Marcus let out a sharp bark of laughter. “Rule one in negotiations, Avery. Don’t ever admit what you’re prepared to pay.”
A sweet stain of color lit her cheeks and she rolled her eyes. “I know that, Marcus. I’m not likely to say that to a prospective seller.” All of a sudden her face grew serious. “But will you do it? Will you help me find my angel?”

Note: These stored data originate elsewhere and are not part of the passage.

//! Organizations and their members.
//!
//! A user may own at most one organization. Ownership is claimed through an
//! owner index document keyed by user id; claiming is an insert-if-absent,
//! so two concurrent creations by the same user cannot both succeed.

use std::sync::Arc;
use thiserror::Error;
use vault_storage::{StorageError, StorageService};
use vault_types::{current_timestamp, truncate_id, Member, MemberRole, Organization, StorageKey};

#[derive(Debug, Error)]
pub enum OrganizationError {
	#[error("User {0} already owns an organization")]
	DuplicateOwnership(String),
	#[error("Organization not found: {0}")]
	NotFound(String),
	#[error("User {0} is already a member")]
	AlreadyMember(String),
	#[error("User {0} is not a member")]
	NotMember(String),
	#[error("The owner cannot be removed from the organization")]
	OwnerRemoval,
	#[error("Invalid organization: {0}")]
	Invalid(String),
	#[error("Storage error: {0}")]
	Storage(#[from] StorageError),
}

pub struct OrganizationService {
	storage: Arc<StorageService>,
}

impl OrganizationService {
	pub fn new(storage: Arc<StorageService>) -> Self {
		Self { storage }
	}

	pub async fn create(&self, name: &str, owner_id: &str) -> Result<Organization, OrganizationError> {
		let name = name.trim();
		if name.is_empty() {
			return Err(OrganizationError::Invalid("name must not be empty".into()));
		}
		let now = current_timestamp();
		let organization = Organization {
			id: uuid::Uuid::new_v4().to_string(),
			name: name.to_string(),
			owner_id: owner_id.to_string(),
			members: vec![Member {
				user_id: owner_id.to_string(),
				role: MemberRole::Owner,
				joined_at: now,
			}],
			created_at: now,
		};

		self.storage
			.insert_new(
				StorageKey::OrganizationOwners.as_str(),
				owner_id,
				&organization.id,
				None,
			)
			.await
			.map_err(|e| match e {
				StorageError::AlreadyExists => {
					OrganizationError::DuplicateOwnership(owner_id.to_string())
				},
				other => other.into(),
			})?;

		if let Err(e) = self
			.storage
			.insert_new(
				StorageKey::Organizations.as_str(),
				&organization.id,
				&organization,
				None,
			)
			.await
		{
			// Release the claim so the owner can try again.
			if let Err(release) = self
				.storage
				.remove(StorageKey::OrganizationOwners.as_str(), owner_id)
				.await
			{
				tracing::error!(error = %release, "Failed to release owner index entry");
			}
			return Err(e.into());
		}

		tracing::info!(
			organization_id = %truncate_id(&organization.id),
			owner_id = %truncate_id(owner_id),
			"Organization created"
		);
		Ok(organization)
	}

	pub async fn get(&self, organization_id: &str) -> Result<Organization, OrganizationError> {
		self.storage
			.find(StorageKey::Organizations.as_str(), organization_id)
			.await?
			.ok_or_else(|| OrganizationError::NotFound(organization_id.to_string()))
	}

	/// The organization `user_id` owns, if any.
	pub async fn organization_for_owner(
		&self,
		user_id: &str,
	) -> Result<Option<Organization>, OrganizationError> {
		let id: Option<String> = self
			.storage
			.find(StorageKey::OrganizationOwners.as_str(), user_id)
			.await?;
		match id {
			Some(id) => Ok(Some(self.get(&id).await?)),
			None => Ok(None),
		}
	}

	pub async fn add_member(
		&self,
		organization_id: &str,
		user_id: &str,
		role: MemberRole,
	) -> Result<Organization, OrganizationError> {
		if role == MemberRole::Owner {
			return Err(OrganizationError::Invalid(
				"an organization has exactly one owner".into(),
			));
		}
		self.modify(organization_id, |organization| {
			if organization.member(user_id).is_some() {
				return Err(OrganizationError::AlreadyMember(user_id.to_string()));
			}
			organization.members.push(Member {
				user_id: user_id.to_string(),
				role,
				joined_at: current_timestamp(),
			});
			Ok(())
		})
		.await
	}

	pub async fn remove_member(
		&self,
		organization_id: &str,
		user_id: &str,
	) -> Result<Organization, OrganizationError> {
		self.modify(organization_id, |organization| {
			if organization.owner_id == user_id {
				return Err(OrganizationError::OwnerRemoval);
			}
			let before = organization.members.len();
			organization.members.retain(|m| m.user_id != user_id);
			if organization.members.len() == before {
				return Err(OrganizationError::NotMember(user_id.to_string()));
			}
			Ok(())
		})
		.await
	}

	async fn modify<F>(&self, organization_id: &str, f: F) -> Result<Organization, OrganizationError>
	where
		F: FnOnce(&mut Organization) -> Result<(), OrganizationError>,
	{
		self.storage
			.modify(StorageKey::Organizations.as_str(), organization_id, f)
			.await
			.map_err(|e| match e {
				OrganizationError::Storage(StorageError::NotFound) => {
					OrganizationError::NotFound(organization_id.to_string())
				},
				other => other,
			})
	}
}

It took all of about three seconds for Marcus to reach his decision. He wanted her to owe him. Big-time. If she felt she owed him, if she trusted him enough, she’d release her father’s art collection. Then he could buy back Lovely Woman. He could just imagine his grandfather’s face when he put it back on the empty hook on his living-room wall. Marcus’s own private acknowledgment and heartfelt thanks for all the old man had sacrificed for him. One way or another, he was prepared to do whatever it took for however long it took. And, given how attracted he was to Avery Cullen, he looked forward to spending that time with her.

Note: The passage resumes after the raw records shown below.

//! Document generation for fulfilment orders and ClearForm.
//!
//! Backends turn a [`GenerationRequest`] into text. The [`DocumentService`]
//! picks the configured backend and fingerprints the output so stored
//! versions can be compared and audited.

use async_trait::async_trait;
use serde::{Deserialize, Serialize};
use sha2::{Digest, Sha256};
use std::collections::HashMap;
use thiserror::Error;
use vault_types::{ConfigSchema, ImplementationRegistry};

pub mod implementations {
	pub mod llm;
	pub mod template;
}

#[derive(Debug, Error)]
pub enum DocumentError {
	#[error("Unknown document type: {0}")]
	UnknownDocumentType(String),
	#[error("Generation failed: {0}")]
	Generation(String),
	#[error("Configuration error: {0}")]
	Configuration(String),
}

/// Everything a backend needs to produce one document.
#[derive(Debug, Clone, Default, Serialize, Deserialize)]
pub struct GenerationRequest {
	/// Order or ClearForm document id the output belongs to.
	pub reference: String,
	pub document_type: String,
	/// Client answers; scalar values become template variables.
	#[serde(default)]
	pub inputs: serde_json::Map<String, serde_json::Value>,
	/// Reviewer notes when a regeneration was requested.
	#[serde(default)]
	pub notes: Option<String>,
	/// Free-text intent, used by ClearForm.
	#[serde(default)]
	pub intent: Option<String>,
}

impl GenerationRequest {
	pub fn new(reference: impl Into<String>, document_type: impl Into<String>) -> Self {
		Self {
			reference: reference.into(),
			document_type: document_type.into(),
			..Default::default()
		}
	}

	/// Flattens the request into template variables.
	pub fn variables(&self) -> HashMap<String, String> {
		let mut vars: HashMap<String, String> = self
			.inputs
			.iter()
			.filter_map(|(key, value)| {
				let rendered = match value {
					serde_json::Value::String(s) => s.clone(),
					serde_json::Value::Number(n) => n.to_string(),
					serde_json::Value::Bool(b) => b.to_string(),
					_ => return None,
				};
				Some((key.clone(), rendered))
			})
			.collect();
		vars.insert("reference".to_string(), self.reference.clone());
		vars.insert("document_type".to_string(), self.document_type.clone());
		vars.insert(
			"generated_on".to_string(),
			chrono::Utc::now().format("%d %B %Y").to_string(),
		);
		if let Some(notes) = &self.notes {
			vars.insert("notes".to_string(), notes.clone());
		}
		if let Some(intent) = &self.intent {
			vars.insert("intent".to_string(), intent.clone());
		}
		vars
	}

	pub fn filename(&self) -> String {
		format!("{}-{}.md", self.document_type, self.reference)
	}
}

/// Output of a backend.
#[derive(Debug, Clone, Serialize, Deserialize, PartialEq)]
pub struct GeneratedDocument {
	pub document_type: String,
	pub filename: String,
	pub content: String,
	/// Backend name that produced the content.
	pub generator: String,
}

/// A generated document with its content fingerprint.
#[derive(Debug, Clone, PartialEq)]
pub struct SealedDocument {
	pub document: GeneratedDocument,
	/// Hex sha256 of the content.
	pub content_hash: String,
}

#[async_trait]
pub trait DocumentInterface: Send + Sync {
	fn config_schema(&self) -> Box<dyn ConfigSchema>;

	async fn generate(
		&self,
		request: &GenerationRequest,
	) -> Result<GeneratedDocument, DocumentError>;
}

pub type DocumentFactory =
	fn(&toml::Value) -> Result<Box<dyn DocumentInterface>, DocumentError>;

pub trait DocumentRegistry: ImplementationRegistry<Factory = DocumentFactory> {}

pub fn get_all_implementations() -> Vec<(&'static str, DocumentFactory)> {
	use implementations::{llm, template};

	vec![
		(llm::Registry::NAME, llm::Registry::factory()),
		(template::Registry::NAME, template::Registry::factory()),
	]
}

pub fn content_hash(content: &str) -> String {
	hex::encode(Sha256::digest(content.as_bytes()))
}

pub struct DocumentService {
	backend: Box<dyn DocumentInterface>,
}

impl DocumentService {
	pub fn new(backend: Box<dyn DocumentInterface>) -> Self {
		Self { backend }
	}

	pub async fn generate(&self, request: &GenerationRequest) -> Result<SealedDocument, DocumentError> {
		let document = self.backend.generate(request).await?;
		if document.content.trim().is_empty() {
			return Err(DocumentError::Generation(format!(
				"{} produced an empty document",
				document.generator
			)));
		}
		let content_hash = content_hash(&document.content);
		tracing::debug!(
			document_type = %document.document_type,
			generator = %document.generator,
			bytes = document.content.len(),
			"Document generated"
		);
		Ok(SealedDocument {
			document,
			content_hash,
		})
	}
}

“Of course I’ll help you,” he said, taking her hands in his. “It’s the least I can do.”
And as her eyes began to shimmer with joy and relief, he forced back the conscience that told him he was nothing more than a heartless, ruthless bastard.
“You will? Really? Oh, you have no idea how grateful I am,” she gushed, tears spilling from her lower lids and tracking down her cheeks.
He wiped the moisture away with the pad of his thumb, telling himself that the end, in this case, totally justified the means. She’d have her precious statue back, somehow. And his family would get back what was rightfully theirs.
Five
“When can you start?” Avery asked, her heart beating double-time in excitement. She hadn’t expected Marcus to agree so readily to her request.
He gave an easy laugh that made something twinge deep inside her. She loved the way his whole face lit up when he smiled, but when he laughed it sent something tingling all the way to her toes.
“How about now?”
“Seriously? You have the time?” Avery couldn’t believe her ears.
“Sure, although if your father initiated an investigation soon after he sold it and didn’t come up with anything, I don’t know whether I’ll be successful.”
“I know,” Avery answered, feeling the edge of her excitement dull a little. “But maybe you can turn up something new?”
Even she could hear the desperation in her voice.
“I’ll do what I can, Avery. Why don’t you come in and have some lunch before Mrs. Jackson skins us both, and then you can show me your father’s records on the angel.”
“I can show you straight to his study. He kept everything there, with duplicates at our L.A. home. I wonder—”
“Avery,” he said, interrupting her enthusiasm. “I promised Mrs. Jackson I’d make sure you had something to eat. She tells me you haven’t had anything all day.”
“I don’t need—” Her stomach chose to grumble loudly at that exact point, making her laugh. “Okay, maybe I do need to have some lunch.”
“You think?” he said with a quizzical look on his face that rapidly dissolved into another of those killer smiles. He offered her his arm. “Come on, then, before Mrs. Jackson takes a contract out on me for not looking after her chick.”
Avery laughed and slid her hand into the crook of his arm. It was nice to know someone outside of her employment cared enough to follow up on her, even if this particular someone had already openly stated his wish to change her mind about selling her father’s collection. After they’d eaten in the kitchen under the censorious gaze of the indubitable Mrs. Jackson, Avery showed Marcus into her father’s study.
Even though the room had been aired regularly, she liked to think it still held a hint of her father’s favorite cigars combined with the unmistakable whiff of the old papers and books that he’d accumulated over the years and added to the generations of papers already resident. She leaned across the desk and turned on the computer, before opening a file drawer and extracting a folder crammed with paper.
“Here, this is all I could find,” she said, passing it to Marcus and gesturing for him to sit behind the desk in her father’s antique swivel chair. Once the computer had booted up she opened the discussion forums she’d posted on during her search. “And here are the message boards.”
“You’ve been busy,” Marcus commented, flicking through the printed information she’d given him. “And you say you haven’t been able to make any headway?”
“Nothing,” she admitted. “It’s been really frustrating. For a while there I thought I’d tracked her to a private collector near Lake Como but while he had another piece by the same sculptor, he didn’t have my angel.”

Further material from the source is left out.